HIV and Ebola Viruses: HIV Mechanisms, Lifecycle, and Therapeutic Targets | MIT OpenCourseWare

This MIT OpenCourseWare lecture uses HIV as a powerful exemplar to illustrate virology concepts from virus structure to life cycle. It explains how HIV targets CD4+ T cells using the GP120 and GP41 envelope proteins, and how co-receptors CCR5 and CXCR4 enable entry, followed by fusion and uncoating. The talk then traces the genome and replication steps, highlighting reverse transcriptase, integrase, and protease as critical enzymes and drug targets. It discusses four main therapeutic targets—fusion/entry, reverse transcription, integration, and protease maturation—and describes the evolution of combination antiretroviral therapy, viral reservoirs in the genome, and the rationale for lifelong treatment. The lecture also touches on TB co-infection, drug resistance, and the public health resources that support HIV research and treatment.

Overview

The lecture from MIT OpenCourseWare centers HIV as a retrovirus to teach core virology and therapeutic concepts. It covers HIV's envelope organization, receptor targeting, and the life cycle that enables lifelong infection if untreated.

HIV Structure and Entry

The virus is enveloped and presents GP120 and GP41 on its surface. The GP120 glycoprotein binds the CD4 receptor on T cells and, with the CCR5 or CXCR4 co-receptor, mediates membrane fusion through GP41. This entry step is a critical juncture for infection and a target for antiviral strategies.

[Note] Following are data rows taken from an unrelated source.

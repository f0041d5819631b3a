// Application state and orchestration logic.
//
// The central event loop consumes WebSocket events from the messaging bridge
// one at a time, drives the draft engine and pushes outbound JSON back to the
// bridge. Every engine call completes before the next event is read.

use std::path::PathBuf;
use std::sync::Arc;

use chrono::Utc;
use tokio::sync::{mpsc, oneshot};
use tracing::{debug, info, warn};

use snakedraft_core::draft::{ChoiceEvent, Pick, RenderRequest, SessionOutcome};
use snakedraft_core::protocol::{Announcement, Command, InboundMessage, OutboundMessage};
use snakedraft_core::{DraftEngine, DraftError, Durability, ErrorKind};

use crate::db::{Database, EventKind};
use crate::export;
use crate::ws_server::WsEvent;

// ---------------------------------------------------------------------------
// AppState
// ---------------------------------------------------------------------------

/// The complete application state.
pub struct AppState {
    pub engine: DraftEngine<Arc<Database>>,
    pub export_dir: PathBuf,
}

impl AppState {
    pub fn new(engine: DraftEngine<Arc<Database>>, export_dir: PathBuf) -> Self {
        AppState { engine, export_dir }
    }

    fn db(&self) -> &Database {
        self.engine.store()
    }

    /// Append to the audit log. Failures are logged and otherwise ignored.
    fn audit(&self, kind: EventKind, pick: &Pick) {
        let draft_id = self.engine.state().draft_id();
        if let Err(e) = self.db().record_event(draft_id, kind, pick) {
            warn!("Failed to record {:?} for pick #{}: {:#}", kind, pick.pick_number, e);
        }
    }
}

// ---------------------------------------------------------------------------
// Event loop
// ---------------------------------------------------------------------------

/// Run the application event loop.
///
/// Reads WebSocket events from `ws_rx` and writes serialized outbound
/// messages to `out_tx`. Returns when `shutdown` fires or the WebSocket
/// channel closes.
pub async fn run(
    mut ws_rx: mpsc::Receiver<WsEvent>,
    out_tx: mpsc::Sender<String>,
    mut state: AppState,
    mut shutdown: oneshot::Receiver<()>,
) -> anyhow::Result<()> {
    info!("Application event loop started");

    loop {
        tokio::select! {
            _ = &mut shutdown => {
                info!("Shutdown requested");
                break;
            }

            ws_event = ws_rx.recv() => {
                match ws_event {
                    Some(WsEvent::Connected { addr }) => {
                        info!("Bridge connected from {}", addr);
                        // Anything rendered while disconnected was dropped;
                        // show the current board again.
                        if let Some(board) = state.engine.board() {
                            let msg = OutboundMessage::Render { payload: board.clone() };
                            send_all(&out_tx, vec![msg]).await;
                        }
                    }
                    Some(WsEvent::Disconnected) => {
                        info!("Bridge disconnected");
                    }
                    Some(WsEvent::Message(json_str)) => {
                        let replies = handle_ws_message(&mut state, &json_str);
                        send_all(&out_tx, replies).await;
                    }
                    None => {
                        info!("WebSocket channel closed, shutting down");
                        break;
                    }
                }
            }
        }
    }

    info!("Application event loop exiting");
    Ok(())
}

async fn send_all(out_tx: &mpsc::Sender<String>, messages: Vec<OutboundMessage>) {
    for msg in messages {
        match serde_json::to_string(&msg) {
            Ok(json) => {
                if out_tx.send(json).await.is_err() {
                    debug!("Outbound channel closed; dropping message");
                    return;
                }
            }
            Err(e) => warn!("Failed to serialize outbound message: {}", e),
        }
    }
}

// ---------------------------------------------------------------------------
// Message handling
// ---------------------------------------------------------------------------

/// Handle one inbound JSON message and return the replies to send.
///
/// Unparseable messages are logged and produce no reply.
pub fn handle_ws_message(state: &mut AppState, json_str: &str) -> Vec<OutboundMessage> {
    let msg: InboundMessage = match serde_json::from_str(json_str) {
        Ok(m) => m,
        Err(e) => {
            warn!("Failed to parse inbound message: {}", e);
            return Vec::new();
        }
    };

    match msg {
        InboundMessage::Choice { payload } => handle_choice(state, &payload),
        InboundMessage::Command { payload } => handle_command(state, payload),
    }
}

fn handle_choice(state: &mut AppState, event: &ChoiceEvent) -> Vec<OutboundMessage> {
    match state.engine.handle_choice(event) {
        Ok((outcome, durability)) => {
            let mut out = outcome_messages(state, outcome);
            out.extend(durability_notice(&durability));
            out
        }
        Err(e) => {
            info!("Rejected choice from {}: {}", event.participant, e);
            vec![OutboundMessage::InputRejected {
                render_id: event.render_id,
                participant: event.participant.clone(),
                kind: e.kind(),
                message: e.to_string(),
            }]
        }
    }
}

fn handle_command(state: &mut AppState, cmd: Command) -> Vec<OutboundMessage> {
    let actor = command_actor(&cmd);
    let result = match cmd {
        Command::StartDraft {
            base_order,
            num_rounds,
            channel,
        } => state
            .engine
            .start_draft(base_order, num_rounds, channel)
            .map(|(board, durability)| {
                let draft = state.engine.state();
                let mut out = vec![
                    announce(Announcement::DraftStarted {
                        draft_id: draft.draft_id().to_string(),
                        base_order: draft.base_order().to_vec(),
                        num_rounds: draft.num_rounds(),
                        total_picks: draft.total_picks(),
                    }),
                    OutboundMessage::Render { payload: board },
                ];
                out.extend(Announcement::turn_changed(draft).map(announce));
                out.extend(durability_notice(&durability));
                out
            }),
        Command::EndDraft => {
            let draft_id = state.engine.state().draft_id().to_string();
            state.engine.end_draft().map(|durability| {
                let mut out = vec![announce(Announcement::DraftEnded {
                    draft_id,
                    picks_made: state.engine.state().all_picks().len(),
                })];
                out.extend(durability_notice(&durability));
                out
            })
        }
        Command::SetRosterName { participant, name } => state
            .engine
            .set_roster_name(&participant, &name)
            .map(|durability| {
                let team_name = state
                    .engine
                    .state()
                    .roster(&participant)
                    .map(|r| r.team_name.clone())
                    .unwrap_or(name);
                let mut out = vec![announce(Announcement::RosterRenamed {
                    participant,
                    team_name,
                })];
                out.extend(durability_notice(&durability));
                out
            }),
        Command::Pick {
            participant,
            item_name,
            group_label,
        } => state
            .engine
            .pick_by_name(&participant, &item_name, &group_label)
            .map(|(outcome, durability)| {
                let mut out = outcome_messages(state, outcome);
                out.extend(durability_notice(&durability));
                out
            }),
        Command::Undo { requested_by } => state
            .engine
            .undo(requested_by.as_deref())
            .map(|(undone, durability)| match undone {
                Some(undone) => {
                    state.audit(EventKind::PickUndone, &undone.pick);
                    let mut out = vec![announce(Announcement::PickUndone { pick: undone.pick })];
                    out.extend(board_messages(state, undone.next));
                    out.extend(durability_notice(&durability));
                    out
                }
                None => vec![announce(Announcement::NothingToUndo)],
            }),
        Command::Status => Ok(vec![OutboundMessage::Status {
            payload: state.engine.status(),
        }]),
        Command::ShowRosters { participant } => state
            .engine
            .rosters(participant.as_deref())
            .map(|rosters| vec![OutboundMessage::Rosters { payload: rosters }]),
        Command::Export => return export_rosters(state),
    };

    result.unwrap_or_else(|e: DraftError| {
        info!("Command rejected: {}", e);
        vec![announce(Announcement::error(&e, actor.as_deref()))]
    })
}

/// The participant a command acts for, used to address error notices.
fn command_actor(cmd: &Command) -> Option<String> {
    match cmd {
        Command::SetRosterName { participant, .. } | Command::Pick { participant, .. } => {
            Some(participant.clone())
        }
        Command::Undo { requested_by } => requested_by.clone(),
        Command::ShowRosters { participant } => participant.clone(),
        _ => None,
    }
}

fn export_rosters(state: &AppState) -> Vec<OutboundMessage> {
    let rosters = state.engine.export_rosters();
    match export::write_export(&state.export_dir, &rosters, Utc::now()) {
        Ok(path) => vec![announce(Announcement::Exported {
            path: path.display().to_string(),
        })],
        Err(e) => {
            warn!("Export failed: {:#}", e);
            vec![announce(Announcement::Error {
                kind: ErrorKind::PersistenceFailure,
                message: format!("export failed: {e:#}"),
                participant: None,
            })]
        }
    }
}

// ---------------------------------------------------------------------------
// Outcome rendering
// ---------------------------------------------------------------------------

fn announce(payload: Announcement) -> OutboundMessage {
    OutboundMessage::Announcement { payload }
}

fn outcome_messages(state: &AppState, outcome: SessionOutcome) -> Vec<OutboundMessage> {
    match outcome {
        SessionOutcome::Ignored => {
            debug!("Stale choice ignored");
            Vec::new()
        }
        SessionOutcome::Rerendered(board) => vec![OutboundMessage::Render { payload: board }],
        SessionOutcome::Picked { pick, next } => {
            state.audit(EventKind::PickCommitted, &pick);
            let mut out = vec![announce(Announcement::PickMade { pick })];
            out.extend(board_messages(state, next));
            out
        }
    }
}

/// Messages following a pick or undo: the next board and turn notice, or the
/// completion notice when no turn remains.
fn board_messages(state: &AppState, next: Option<RenderRequest>) -> Vec<OutboundMessage> {
    let draft = state.engine.state();
    match next {
        Some(board) => {
            let mut out = vec![OutboundMessage::Render { payload: board }];
            out.extend(Announcement::turn_changed(draft).map(announce));
            out
        }
        None if draft.is_complete() => vec![announce(Announcement::DraftComplete {
            draft_id: draft.draft_id().to_string(),
            total_picks: draft.total_picks(),
        })],
        None => Vec::new(),
    }
}

fn durability_notice(durability: &Durability) -> Option<OutboundMessage> {
    match durability {
        Durability::Failed(reason) => Some(announce(Announcement::error(
            &DraftError::PersistenceFailure(reason.clone()),
            None,
        ))),
        Durability::Saved | Durability::Unchanged => None,
    }
}

// ---------------------------------------------------------------------------
// Tests
// ---------------------------------------------------------------------------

Genome, Replication, and Maturation

Inside the virion, single-stranded positive RNA is reverse transcribed by reverse transcriptase into DNA. Integrase then inserts the viral DNA into the host genome, establishing a lifelong reservoir. Viral RNA is transcribed into mRNA, which is translated into polyproteins and subsequently cleaved by the viral protease into functional proteins. This maturation process is essential for producing infectious virions and is a key drug target.

Antiretroviral Targets and Therapies

The talk outlines four primary therapeutic targets: fusion/entry, reverse transcription, integration, and protease activity. Early inhibitors included nucleoside analogs like azidothymidine (AZT), a prodrug activated by cellular kinases to block DNA synthesis. Integrase inhibitors and protease inhibitors evolved to improve potency and reduce side effects, enabling combination therapies that suppress viral replication and reduce resistance.

Clinical and Public Health Context

The lecture emphasizes co-infection with TB due to immunodeficiency, the concept of viral reservoirs in the host genome that necessitate lifelong treatment, and the importance of public health resources (such as the NIH and NIAID) for research funding and information dissemination.

Outlook

While HIV draws most of the focus, the session also mentions Ebola and the broader context of viral pathogenesis, vaccine development, and therapeutic strategies. The talk concludes with notes on course logistics and upcoming activities, including interactive review and assessments.